### PROBLEM TO SOLVE
Exactly as they appear below, repeat the lines from the one with "is returned as" through the one with "message.completed.load(Ordering::Acquire) != seen;", and no others.

### SUPPLIED DATA
- Opening Delimiter -

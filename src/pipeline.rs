//! Pipeline orchestration
//!
//! Composes session, decoder, analysis client and normalizer into the two
//! collaborator-facing operations: [`Pipeline::list_messages`] and
//! [`Pipeline::analyze_one`]. Configuration and credentials are passed in
//! explicitly; nothing here is process-global.

use std::sync::atomic::{AtomicU64, Ordering};
use std::sync::{Arc, Mutex, PoisonError};
use std::time::Instant;

use secrecy::SecretString;
use serde::Serialize;
use tokio_util::sync::CancellationToken;
use tracing::{info, warn};

use crate::analysis::{Analyzer, GenerativeModel};
use crate::config::{MailboxCredentials, SessionConfig};
use crate::errors::{AppError, AppResult, ConnectionError};
use crate::filter::RecordFilter;
use crate::imap::{MailSource, MailboxSession, select_recent};
use crate::mime;
use crate::models::{AnalysisState, EmailRecord, SearchFilter};
use crate::normalize::{fallback_result, try_normalize};

/// Whether `analyze_one` may reuse a finished analysis
#[derive(Debug, Clone, Copy, PartialEq, Eq)]
pub enum AnalyzeMode {
    /// Return the existing result if the record was already analyzed
    UseCached,
    /// Run the model again even if a result exists
    Refresh,
}

/// One fetched message plus its analysis lifecycle
///
/// The `gate` serializes analyses of this message so at most one model call
/// is in flight for it; `completed` counts finished analyses so a waiter can
/// tell that the call it queued behind already produced a result.
#[derive(Debug)]
pub struct TrackedMessage {
    record: Mutex<EmailRecord>,
    gate: tokio::sync::Mutex<()>,
    completed: AtomicU64,
}

impl TrackedMessage {
    fn new(record: EmailRecord) -> Self {
        Self {
            record: Mutex::new(record),
            gate: tokio::sync::Mutex::new(()),
            completed: AtomicU64::new(0),
        }
    }

    pub fn id(&self) -> u32 {
        self.lock().id
    }

    /// Current copy of the record, including its analysis state
    pub fn snapshot(&self) -> EmailRecord {
        self.lock().clone()
    }

    fn set_analysis(&self, state: AnalysisState) {
        self.lock().analysis = state;
    }

    fn lock(&self) -> std::sync::MutexGuard<'_, EmailRecord> {
        self.record.lock().unwrap_or_else(PoisonError::into_inner)
    }
}

/// Marks a message `Analyzing` and restores the prior state if dropped early
struct InFlight<'a> {
    message: &'a TrackedMessage,
    previous: Option<AnalysisState>,
}

impl<'a> InFlight<'a> {
    fn begin(message: &'a TrackedMessage, previous: AnalysisState) -> Self {
        message.set_analysis(AnalysisState::Analyzing);
        Self {
            message,
            previous: Some(previous),
        }
    }

    fn finish(mut self, state: AnalysisState) {
        self.previous = None;
        self.message.set_analysis(state);
        self.message.completed.fetch_add(1, Ordering::AcqRel);
    }
}

impl Drop for InFlight<'_> {
    fn drop(&mut self) {
        if let Some(previous) = self.previous.take() {
            self.message.set_analysis(previous);
        }
    }
}

/// Records from one fetch, newest first
///
/// Held by the collaborator for as long as it displays them. A new fetch
/// produces a new list, so every record starts `Unanalyzed` again.
#[derive(Debug, Default)]
pub struct MessageList {
    messages: Vec<Arc<TrackedMessage>>,
}

impl MessageList {
    pub fn new(records: Vec<EmailRecord>) -> Self {
        Self {
            messages: records
                .into_iter()
                .map(|r| Arc::new(TrackedMessage::new(r)))
                .collect(),
        }
    }

    pub fn len(&self) -> usize {
        self.messages.len()
    }

    pub fn is_empty(&self) -> bool {
        self.messages.is_empty()
    }

    pub fn iter(&self) -> impl Iterator<Item = &Arc<TrackedMessage>> {
        self.messages.iter()
    }

    /// Message by UID
    pub fn get(&self, id: u32) -> Option<Arc<TrackedMessage>> {
        self.messages.iter().find(|m| m.id() == id).cloned()
    }

    /// Snapshots of every record, in list order
    pub fn records(&self) -> Vec<EmailRecord> {
        self.messages.iter().map(|m| m.snapshot()).collect()
    }

    /// Snapshots narrowed by `filter`
    pub fn filtered(&self, filter: &RecordFilter) -> Vec<EmailRecord> {
        filter.apply(&self.records())
    }
}

/// Outcome of an account check
#[derive(Debug, Clone, Serialize)]
pub struct VerifyReport {
    pub host: String,
    pub user: String,
    pub latency_ms: u64,
    pub capabilities: Vec<String>,
}

/// Mailbox listing plus on-demand analysis
pub struct Pipeline<M> {
    session: SessionConfig,
    analyzer: Analyzer<M>,
}

impl<M: GenerativeModel> Pipeline<M> {
    pub fn new(session: SessionConfig, analyzer: Analyzer<M>) -> Self {
        Self { session, analyzer }
    }

    /// Fetch the newest `limit` messages matching `filter`
    ///
    /// Opens a session, searches the configured folder, fetches and decodes
    /// each selected message, and logs out. Logout runs on every path that
    /// reached an open session, including search failure and cancellation.
    ///
    /// # Errors
    ///
    /// - `Connection` if the session cannot be opened
    /// - `Search` if the folder cannot be opened or the search fails
    /// - `Cancelled` if `cancel` fires first
    pub async fn list_messages(
        &self,
        credentials: &MailboxCredentials,
        filter: &SearchFilter,
        limit: usize,
        cancel: &CancellationToken,
    ) -> AppResult<MessageList> {
        let started = Instant::now();
        let session = tokio::select! {
            _ = cancel.cancelled() => return Err(AppError::Cancelled),
            opened = MailboxSession::open(credentials, &self.session) => opened?,
        };

        let records = collect_then_close(
            session,
            &self.session.folder,
            filter,
            limit,
            self.session.preview_max_chars,
            cancel,
        )
        .await?;
        info!(
            folder = %self.session.folder,
            count = records.len(),
            elapsed_ms = started.elapsed().as_millis() as u64,
            "messages listed"
        );
        Ok(MessageList::new(records))
    }

    /// Check that the account can log in; reports capabilities and latency
    pub async fn verify(&self, credentials: &MailboxCredentials) -> AppResult<VerifyReport> {
        let started = Instant::now();
        let mut session = MailboxSession::open(credentials, &self.session).await?;
        let checked = check_session(&mut session).await;
        session.close().await;

        let mut capabilities = checked?;
        capabilities.truncate(256);
        Ok(VerifyReport {
            host: credentials.host.clone(),
            user: credentials.user.clone(),
            latency_ms: started.elapsed().as_millis() as u64,
            capabilities,
        })
    }

    /// Analyze one message, at most one model call in flight per message
    ///
    /// Moves the record `Unanalyzed -> Analyzing -> Analyzed | AnalysisFailed`
    /// and returns the updated snapshot. A call that queues behind an
    /// in-flight analysis of the same message reuses its result. With
    /// [`AnalyzeMode::UseCached`] an already-analyzed record is returned as
    /// is. Failures never escape: they become `AnalysisFailed` with the
    /// fallback result.
    pub async fn analyze_one(
        &self,
        api_key: &SecretString,
        message: &TrackedMessage,
        mode: AnalyzeMode,
    ) -> EmailRecord {
        let seen = message.completed.load(Ordering::Acquire);
        let _gate = message.gate.lock().await;

        let EmailRecord {
            id, body, analysis, ..
        } = message.snapshot();
        if analysis.is_terminal() {
            let finished_while_waiting = message.completed.load(Ordering::Acquire) != seen;
            if mode == AnalyzeMode::UseCached || finished_while_waiting {
                return message.snapshot();
            }
        }

        let in_flight = InFlight::begin(message, analysis);
        let state = match self.analyzer.analyze(api_key, &body).await {
            Ok(reply) => match try_normalize(&reply) {
                Ok(result) => AnalysisState::Analyzed(result),
                Err(e) => {
                    warn!(uid = id, error = %e, "model reply unreadable; using fallback result");
                    AnalysisState::AnalysisFailed(fallback_result())
                }
            },
            Err(e) => {
                warn!(uid = id, error = %e, "analysis failed; using fallback result");
                AnalysisState::AnalysisFailed(fallback_result())
            }
        };
        in_flight.finish(state);
        message.snapshot()
    }

    /// Analyze every message in `list`
    ///
    /// Calls run concurrently; the analyzer's limiter bounds how many reach
    /// the model at once. Results come back in list order.
    pub async fn analyze_all(
        &self,
        api_key: &SecretString,
        list: &MessageList,
        mode: AnalyzeMode,
    ) -> Vec<EmailRecord> {
        futures::future::join_all(list.iter().map(|m| self.analyze_one(api_key, m, mode))).await
    }
}

async fn check_session(session: &mut MailboxSession) -> Result<Vec<String>, ConnectionError> {
    session.noop().await?;
    session.capabilities().await
}

/// Run [`collect_batch`] and then close `source`, whatever the outcome
pub async fn collect_then_close<S: MailSource>(
    mut source: S,
    folder: &str,
    filter: &SearchFilter,
    limit: usize,
    preview_max_chars: usize,
    cancel: &CancellationToken,
) -> AppResult<Vec<EmailRecord>> {
    let outcome = collect_batch(&mut source, folder, filter, limit, preview_max_chars, cancel).await;
    source.close().await;
    outcome
}

/// Search, select the newest `limit` ids, then fetch and decode each
///
/// A message that fails to fetch is logged and skipped; one that fails to
/// decode is replaced with best-effort text.
pub async fn collect_batch<S: MailSource>(
    source: &mut S,
    folder: &str,
    filter: &SearchFilter,
    limit: usize,
    preview_max_chars: usize,
    cancel: &CancellationToken,
) -> AppResult<Vec<EmailRecord>> {
    let ids = tokio::select! {
        _ = cancel.cancelled() => return Err(AppError::Cancelled),
        found = source.search(folder, filter) => found?,
    };

    let selected = select_recent(ids, limit);
    let mut records = Vec::with_capacity(selected.len());
    for uid in selected {
        let fetched = tokio::select! {
            _ = cancel.cancelled() => return Err(AppError::Cancelled),
            fetched = source.fetch_raw(uid) => fetched,
        };
        match fetched {
            Ok(raw) => records.push(mime::decode_or_fallback(&raw, preview_max_chars)),
            Err(e) => warn!(uid, error = %e, "fetch failed; skipping message"),
        }
    }
    Ok(records)
}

- Closing Delimiter -

### ANSWER BOX
    /// [`AnalyzeMode::UseCached`] an already-analyzed record is returned as
    /// is. Failures never escape: they become `AnalysisFailed` with the
    /// fallback result.
    pub async fn analyze_one(
        &self,
        api_key: &SecretString,
        message: &TrackedMessage,
        mode: AnalyzeMode,
    ) -> EmailRecord {
        let seen = message.completed.load(Ordering::Acquire);
        let _gate = message.gate.lock().await;

        let EmailRecord {
            id, body, analysis, ..
        } = message.snapshot();
        if analysis.is_terminal() {
            let finished_while_waiting = message.completed.load(Ordering::Acquire) != seen;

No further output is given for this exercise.